Pero como a cada quien lo que sea de cada cual, para satisfacción del hombre, la
vieja era un burro para trabajar; madrugaba a la Dry Clean de los Coreanos y regresaba
cuando el sol se había marchitado, con doce o más horas apuntadas en su récord de
trabajo. Ocupaba los sábados para limpiar y arreglar la casa, lavar, planchar y comprar la
comida; luego, los domingos en la misa de las once, después paseando en shoppings
tomada de la mano del esposo o seguida por algún amigo, y al final del día preparando el
lunch del lunes. Durante la semana empleaba las tres horas previas a la media noche para
cocinar la comida del día siguiente, hacer tortillas y disfrutar las novelas de UNIVISION.

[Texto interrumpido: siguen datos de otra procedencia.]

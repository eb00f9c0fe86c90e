use clap::Subcommand;
use serde_json::json;

use crate::cli::config::{client, password_or_prompt};
use crate::cli::utils::{output_error, output_success};
use crate::cli::OutputFormat;
use crate::error::ClientError;
use crate::guard::{self, Navigation};
use crate::session::{decode_claims, AuthPayload, Designation, Role};
use crate::validation::{StaffSignupForm, StudentSignupForm};

#[derive(Subcommand)]
pub enum AuthCommands {
    #[command(about = "Login with roll number, username or email")]
    Login {
        #[arg(help = "Roll number, username or email")]
        username: String,
        #[arg(long, help = "Password (read from stdin if not provided)")]
        password: Option<String>,
        #[arg(long = "as", value_name = "ROLE", help = "Require a student or staff account")]
        role: Option<Role>,
    },

    #[command(about = "Create a student account")]
    SignupStudent {
        #[arg(help = "Roll number")]
        roll_number: String,
        #[arg(long)]
        name: String,
        #[arg(long = "class", help = "Class code, e.g. CSE-A")]
        class_code: String,
        #[arg(long)]
        email: String,
        #[arg(long)]
        mobile: String,
        #[arg(long, help = "Password (read from stdin if not provided)")]
        password: Option<String>,
    },

    #[command(about = "Create a staff account")]
    SignupStaff {
        #[arg(help = "Username")]
        username: String,
        #[arg(long)]
        name: String,
        #[arg(long, help = "TUTOR, PROGRAM_COORDINATOR, HOD, DEAN or PRINCIPAL")]
        designation: Designation,
        #[arg(long = "class", help = "Class code (tutors and program coordinators)")]
        class_code: Option<String>,
        #[arg(long, help = "Department code (HODs)")]
        department: Option<String>,
        #[arg(long, help = "Dean type (deans)")]
        dean_type: Option<String>,
        #[arg(long)]
        email: String,
        #[arg(long)]
        mobile: String,
        #[arg(long, help = "Password (read from stdin if not provided)")]
        password: Option<String>,
    },

    #[command(about = "Clear the stored session")]
    Logout,

    #[command(about = "Show current authentication status")]
    Status,

    #[command(about = "Show current user information")]
    Whoami,

    #[command(about = "Exchange the refresh token for a new access token")]
    Refresh,

    #[command(about = "Show where a frontend route would land for this session")]
    Route {
        #[arg(help = "Path, e.g. /staff/dashboard or /requestStatus/7")]
        path: String,
    },
}

pub async fn handle(cmd: AuthCommands, output_format: &OutputFormat) -> anyhow::Result<()> {
    match cmd {
        AuthCommands::Login { username, password, role } => {
            let password = password_or_prompt(password)?;
            let api = client()?;
            let payload = match role {
                Some(role) => api.login_as(role, &username, &password).await,
                None => api.login(&username, &password).await,
            }?;
            report_signed_in(output_format, "Logged in", &payload)
        }
        AuthCommands::SignupStudent {
            roll_number,
            name,
            class_code,
            email,
            mobile,
            password,
        } => {
            let password = password_or_prompt(password)?;
            let form = StudentSignupForm {
                username: roll_number,
                name,
                class_code,
                email,
                mobile,
                confirm: password.clone(),
                password,
            };
            let payload = client()?.signup_student(&form).await?;
            report_signed_in(output_format, "Student account created", &payload)
        }
        AuthCommands::SignupStaff {
            username,
            name,
            designation,
            class_code,
            department,
            dean_type,
            email,
            mobile,
            password,
        } => {
            let password = password_or_prompt(password)?;
            let form = StaffSignupForm {
                username,
                name,
                designation: Some(designation),
                class_code,
                hod_department_code: department,
                dean_type,
                email,
                mobile,
                confirm: password.clone(),
                password,
            };
            let payload = client()?.signup_staff(&form).await?;
            report_signed_in(output_format, "Staff account created", &payload)
        }
        AuthCommands::Logout => {
            client()?.session().logout()?;
            output_success(output_format, "Logged out", None)
        }
        AuthCommands::Status => {
            let api = client()?;
            let session = api.session();
            let authenticated = session.is_authenticated();
            let role = session.effective_role();
            let expires_at = session
                .access_token()
                .and_then(|t| decode_claims(&t))
                .and_then(|c| c.expires_at());

            match output_format {
                OutputFormat::Json => {
                    println!(
                        "{}",
                        serde_json::to_string_pretty(&json!({
                            "authenticated": authenticated,
                            "role": role,
                            "expires_at": expires_at,
                            "api_base": api.base_url().as_str(),
                        }))?
                    );
                }
                OutputFormat::Text => {
                    if authenticated {
                        println!("Authenticated ({})", role.map(|r| r.as_str()).unwrap_or("unknown role"));
                        if let Some(at) = expires_at {
                            println!("Access token expires: {}", at.to_rfc3339());
                        }
                    } else {
                        println!("Not authenticated");
                    }
                    println!("API: {}", api.base_url());
                }
            }
            Ok(())
        }
        AuthCommands::Whoami => {
            let api = client()?;
            let session = api.session().current().ok_or(ClientError::NotAuthenticated)?;
            let Some(user) = session.user.as_ref() else {
                return output_error(output_format, "No profile stored for this session", None);
            };

            match output_format {
                OutputFormat::Json => println!("{}", serde_json::to_string_pretty(user)?),
                OutputFormat::Text => {
                    println!("{} ({})", user.display_name(), user.username);
                    match session.role() {
                        Some(role) => println!("Role: {}", role),
                        None => println!("Role: unknown"),
                    }
                    if let Some(designation) = user.profile.designation() {
                        println!("Designation: {}", designation);
                    }
                    if let Some(class) = user.profile.student_class() {
                        println!("Class: {}", class);
                    }
                    if let Some(department) = user.profile.department() {
                        println!("Department: {}", department);
                    }
                    if !user.email.is_empty() {
                        println!("Email: {}", user.email);
                    }
                }
            }
            Ok(())
        }
        AuthCommands::Refresh => {
            let api = client()?;
            if api.refresh_access().await {
                output_success(output_format, "Access token refreshed", None)
            } else {
                Err(ClientError::session_expired(guard::routes::LANDING).into())
            }
        }
        AuthCommands::Route { path } => {
            let api = client()?;
            let (outcome, target) = match guard::navigate(api.session(), &path) {
                Navigation::Render(route) => ("render", route.spec.name.to_string()),
                Navigation::Redirect(dest) => ("redirect", dest),
                Navigation::NotFound => ("not_found", "404".to_string()),
            };
            match output_format {
                OutputFormat::Json => println!(
                    "{}",
                    serde_json::to_string_pretty(&json!({
                        "path": path,
                        "outcome": outcome,
                        "target": target,
                    }))?
                ),
                OutputFormat::Text => println!("{} -> {} {}", path, outcome, target),
            }
            Ok(())
        }
    }
}

fn report_signed_in(
    output_format: &OutputFormat,
    message: &str,
    payload: &AuthPayload,
) -> anyhow::Result<()> {
    let user = payload.user.as_ref();
    let name = user.map(|u| u.display_name().to_string()).unwrap_or_default();
    output_success(
        output_format,
        &format!("{} as {}", message, name),
        Some(json!({
            "user": user,
            "dashboard": user.map(|u| guard::dashboard_for(u.role())),
        })),
    )
}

Para ocultar sus escapaditas a la discoteca, uno que otro fin de semana decía ir a dormir
donde su hermana Dora, con cuya complicidad guardaba vestidos extravagantes,
maquillajes y teléfonos de amigos a los que llamaba para desenfrenarse entre música,
baile sensual, mojitos cubanos, manoseos de desconocidos y adulterio ocasional.
Uno de los incidentes poco grato en la vida de la pareja que no pudo encubrirse
entre el circulo de amistades y familiares, fue cuando su mujer conoció (en sentido
bíblico) al peruano de ojos amarillos; un bato de esos que hablan bonito, vestía Pierre
Cardín y chaqueta de cuero y quién sorprendiéndola con la labia de un vendedor
ambulante aunada a la fortaleza viril de todo un semental, la convenció de fugarse en
viernes por la noche. Segura que era tiempo de sustituir al desgastado marido por el
hombre de su destino llamó al esposo para plantearle que en vista de su carencia de
tiempo hacia ella, dados los afanes del trabajo, prefería instalarse en otro nido y
emprender el vuelo con este vigoroso gorrión frente a cuya figura no necesitaba
afrodisíacos.

No pudieron disuadirla las lágrimas, los ruegos, ni el desfile de llamadas al celular
de padre e hijos suplicándole no dejarles. La mujer prosiguió con firmeza en su decisión
de darse la oportunidad de su vida. Y como ningún noviazgo es eterno, pasada la
embriaguez erótica, una noche al regresar del trabajo con flores para su amante, Rosa
encontró que la esposa del Romeo había vuelto del largo viaje a la costa peruana. Mes y
medio le duró la ilusión, teniendo que llamar al esposo. Llorosa y cándida le planteó
haberlo pensado, que era injusto castigar a los hijos con semejante exabrupto, así que no
por él ni ella, sino en aras de la unidad familiar, estaba considerando volver al hogar,
siempre y cuando él prometiera no reprocharle sobre éste particular incidente en
eventuales desavenencias. Sería por amor, por bruto o por la conveniencia de criar juntos
a la prole, el asunto es que terminaron con el marido pidiendo perdón y suplicándole que
regresara de inmediato. Así repitió la historia de volver a retomar su rol en casa, altiva y
campante, sin dar señales de arrepentimiento.